Parte da linha All-New, All-Different Marvel, esta série do Visão é composta por dois arcos, com seis revistas cada uma, com datas de capa de janeiro a dezembro de 2016. A série tem a seguinte premissa. O Visão, que é um androide sintezoide, apagou uma série de memórias de seu disco rígido (lá se vai uma vida de casado com a Feiticeira Escarlate…), para manter o sistema ‘rodando mais suavemente’. Em adição a isso, ele resolveu criar para si uma esposa e dois filhos sintezoides, Virginia, Vin e Viv, e com eles se mudar para uma casa no subúrbio de Washington D.C., atendendo à Casa Branca e também aos chamados periódicos dos Vingadores.

Não é segredo para o leitor que a “equipe salvadora da Terra” não está muito animada com essa tentativa do Visão de construir uma família e viver como um humano médio, no subúrbio da capital; mas não fazia sentido impedir o desejo do sintetizoide. E não há ironia o bastante que caiba tão bem no roteiro de Tom King quando ele nos apresenta essa família de Visões pela primeira vez.

Empregando um recurso metalinguístico através de um inteligente princípio narrativo (a voz off que serve tanto para apresentar os eventos da HQ como para dar pequenos spoilers para o leitor, rompendo, mas nem tanto, a quarta parede) o autor nos dá a entender que existe algo de muito ruim à espreita, apenas esperando o momento certo para vir à tona.

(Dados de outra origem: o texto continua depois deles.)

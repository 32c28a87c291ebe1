use chrono::{DateTime, Utc};
use jukebox_common::{
    BluetoothDevice, ListeningDecision, PlaybackSnapshot, Redemption, Reward, Track,
};
use serde::{Deserialize, Serialize};

/// Envelope wrapped around every REST response
#[derive(Debug, Clone, PartialEq, Serialize, Deserialize)]
pub struct ApiResponse<T> {
    pub success: bool,
    #[serde(skip_serializing_if = "Option::is_none")]
    pub data: Option<T>,
    #[serde(default, skip_serializing_if = "Option::is_none")]
    pub error: Option<String>,
}

impl<T> ApiResponse<T> {
    pub fn ok(data: T) -> Self {
        Self { success: true, data: Some(data), error: None }
    }

    pub fn err(message: impl Into<String>) -> Self {
        Self { success: false, data: None, error: Some(message.into()) }
    }

    /// Unwrap the envelope into a plain result
    pub fn into_result(self) -> Result<Option<T>, String> {
        if self.success {
            Ok(self.data)
        } else {
            Err(self.error.unwrap_or_else(|| "unknown error".to_string()))
        }
    }
}

impl ApiResponse<()> {
    pub fn empty() -> Self {
        Self { success: true, data: None, error: None }
    }
}

// ============================================================================
// Status and player
// ============================================================================

#[derive(Debug, Clone, PartialEq, Serialize, Deserialize)]
pub struct StatusResponse {
    pub version: String,
    pub spotify_authorized: bool,
    pub playback: Option<PlaybackSnapshot>,
    pub listening: ListeningDecision,
    pub remaining_minutes: Option<f64>,
    pub within_schedule: bool,
    pub points: f64,
    pub rewards_enabled: bool,
    /// False until a parent password has been set
    pub admin_configured: bool,
}

#[derive(Debug, Clone, PartialEq, Serialize, Deserialize)]
pub struct VolumeRequest {
    pub volume_percent: u8,
}

#[derive(Debug, Clone, PartialEq, Serialize, Deserialize)]
pub struct VolumeResponse {
    /// Volume actually applied after the parental cap
    pub volume_percent: u8,
}

#[derive(Debug, Clone, PartialEq, Serialize, Deserialize)]
pub struct PlayTrackRequest {
    pub uri: String,
}

#[derive(Debug, Clone, PartialEq, Serialize, Deserialize)]
pub struct SearchQuery {
    pub q: String,
    pub limit: Option<u32>,
}

#[derive(Debug, Clone, PartialEq, Serialize, Deserialize)]
pub struct SearchResponse {
    pub tracks: Vec<Track>,
    /// Results dropped by the content filter
    pub filtered_out: usize,
}

// ============================================================================
// Rewards
// ============================================================================

#[derive(Debug, Clone, PartialEq, Serialize, Deserialize)]
pub struct RewardsResponse {
    pub enabled: bool,
    pub points: f64,
    pub rewards_available: Vec<Reward>,
    pub redeemed_today: Vec<Redemption>,
    pub points_per_minute: f64,
    pub daily_login_bonus: f64,
    pub no_skip_bonus: f64,
}

#[derive(Debug, Clone, PartialEq, Serialize, Deserialize)]
pub struct RedeemRequest {
    pub name: String,
}

#[derive(Debug, Clone, PartialEq, Serialize, Deserialize)]
pub struct RedeemResponse {
    pub redemption: Redemption,
    pub points: f64,
}

#[derive(Debug, Clone, PartialEq, Serialize, Deserialize)]
pub struct AdjustPointsRequest {
    pub delta: f64,
}

#[derive(Debug, Clone, PartialEq, Serialize, Deserialize)]
pub struct PointsResponse {
    pub points: f64,
}

// ============================================================================
// Admin authentication
// ============================================================================

#[derive(Debug, Clone, PartialEq, Serialize, Deserialize)]
pub struct LoginRequest {
    pub password: String,
}

#[derive(Debug, Clone, PartialEq, Serialize, Deserialize)]
pub struct LoginResponse {
    pub token: String,
    pub expires_at: DateTime<Utc>,
}

#[derive(Debug, Clone, PartialEq, Serialize, Deserialize)]
pub struct ChangePasswordRequest {
    pub current_password: String,
    pub new_password: String,
}

// ============================================================================
// Spotify
// ============================================================================

#[derive(Debug, Clone, PartialEq, Serialize, Deserialize)]
pub struct SpotifyCredentials {
    pub client_id: String,
    pub client_secret: String,
    #[serde(default)]
    pub redirect_uri: Option<String>,
}

#[derive(Debug, Clone, PartialEq, Serialize, Deserialize)]
pub struct SpotifyStatus {
    pub configured: bool,
    pub authorized: bool,
    pub client_id: Option<String>,
    pub redirect_uri: String,
}

#[derive(Debug, Clone, PartialEq, Serialize, Deserialize)]
pub struct AuthorizeUrlResponse {
    pub url: String,
}

#[derive(Debug, Clone, PartialEq, Serialize, Deserialize)]
pub struct SpotifyDevice {
    pub id: Option<String>,
    pub name: String,
    pub device_type: String,
    pub is_active: bool,
    pub volume_percent: Option<u8>,
}

#[derive(Debug, Clone, PartialEq, Serialize, Deserialize)]
pub struct SpotifyDevicesResponse {
    pub devices: Vec<SpotifyDevice>,
}

#[derive(Debug, Clone, PartialEq, Serialize, Deserialize)]
pub struct TransferPlaybackRequest {
    pub device_id: String,
}

/// Query string Spotify appends to the OAuth redirect
#[derive(Debug, Clone, PartialEq, Serialize, Deserialize)]
pub struct CallbackQuery {
    pub code: Option<String>,
    pub state: Option<String>,
    pub error: Option<String>,
}

// ============================================================================
// Bluetooth and system
// ============================================================================

#[derive(Debug, Clone, PartialEq, Serialize, Deserialize)]
pub struct BluetoothDevicesResponse {
    pub devices: Vec<BluetoothDevice>,
}

#[derive(Debug, Clone, PartialEq, Serialize, Deserialize)]
pub struct BluetoothAddressRequest {
    pub address: String,
}

#[derive(Debug, Clone, PartialEq, Serialize, Deserialize, Default)]
pub struct ScanRequest {
    pub duration_secs: Option<u64>,
}

#[derive(Debug, Clone, Copy, PartialEq, Eq, Serialize, Deserialize)]
#[serde(rename_all = "snake_case")]
pub enum RepairCommand {
    RestartPlayer,
    RestartBluetooth,
    RestartNetwork,
    Reboot,
}

impl std::fmt::Display for RepairCommand {
    fn fmt(&self, f: &mut std::fmt::Formatter<'_>) -> std::fmt::Result {
        let name = match self {
            RepairCommand::RestartPlayer => "restart_player",
            RepairCommand::RestartBluetooth => "restart_bluetooth",
            RepairCommand::RestartNetwork => "restart_network",
            RepairCommand::Reboot => "reboot",
        };
        f.write_str(name)
    }
}

#[derive(Debug, Clone, PartialEq, Serialize, Deserialize)]
pub struct RepairRequest {
    pub command: RepairCommand,
}

#[derive(Debug, Clone, PartialEq, Serialize, Deserialize)]
pub struct LockdownRequest {
    pub enabled: bool,
}

#[derive(Debug, Clone, PartialEq, Serialize, Deserialize)]
pub struct PlayerConfigRequest {
    pub device_name: String,
    pub bitrate: u16,
    #[serde(default)]
    pub initial_volume: Option<u8>,
}

/// Outcome of an OS command run on the parent's behalf
#[derive(Debug, Clone, PartialEq, Serialize, Deserialize)]
pub struct CommandReport {
    pub command: String,
    pub success: bool,
    pub output: String,
}

#[cfg(test)]
mod tests {
    use super::*;

    #[test]
    fn test_error_envelope_omits_data() {
        let response: ApiResponse<()> = ApiResponse::err("Daily listening limit reached");
        let json = serde_json::to_string(&response).unwrap();
        assert_eq!(json, r#"{"success":false,"error":"Daily listening limit reached"}"#);
    }

    #[test]
    fn test_envelope_without_data_parses() {
        let parsed: ApiResponse<PointsResponse> =
            serde_json::from_str(r#"{"success":true}"#).unwrap();
        assert_eq!(parsed.into_result(), Ok(None));

        let failed: ApiResponse<PointsResponse> =
            serde_json::from_str(r#"{"success":false,"error":"nope"}"#).unwrap();
        assert_eq!(failed.into_result(), Err("nope".to_string()));
    }

    #[test]
    fn test_repair_command_wire_names() {
        let request: RepairRequest =
            serde_json::from_str(r#"{"command":"restart_bluetooth"}"#).unwrap();
        assert_eq!(request.command, RepairCommand::RestartBluetooth);
        assert_eq!(request.command.to_string(), "restart_bluetooth");
        assert!(serde_json::from_str::<RepairRequest>(r#"{"command":"format_disk"}"#).is_err());
    }

    #[test]
    fn test_spotify_credentials_redirect_optional() {
        let creds: SpotifyCredentials =
            serde_json::from_str(r#"{"client_id":"abc","client_secret":"xyz"}"#).unwrap();
        assert!(creds.redirect_uri.is_none());
    }
}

Como ele não faz segredo de algumas tragédias que devem acontecer “mais para o fim da nossa história“, o leitor avança a leitura com um pé atrás, esperando que alguém faça alguma coisa errada e que tudo comece a desmoronar. Não demora muito e isso de fato começa a acontecer.

Recebendo os vizinhos em casa.

O roteiro, todavia, não toma esses bons momentos sugestivos como único caminho possível para a história. O autor não se contenta com a “brincadeira” da voz off. Ele realmente cria um cotidiano para o Visão e o faz de maneira honesta, combinando a noção racional e impessoal de um casal e dois filhos sintetizoides com progressivas doses se apego ou algo parecido com sentimentos, que sabiamente entra na narrativa como falhas de sistema. Exceto pelo tom de encerramento nas edições #6 e #12, ou seja, nos desfechos de cada um dos arcos, o autor não tropeça em sua proposta, não nos faz acreditar em algo falso e, principalmente, não trai a confiança do leitor com desvios amenos. As tragédias acontecem. A discussão ético-moral sobre o mal acontece. E a força que isso ganha dentro de um contexto familiar de um personagem que, em tese, não era para ter família, é soberbo.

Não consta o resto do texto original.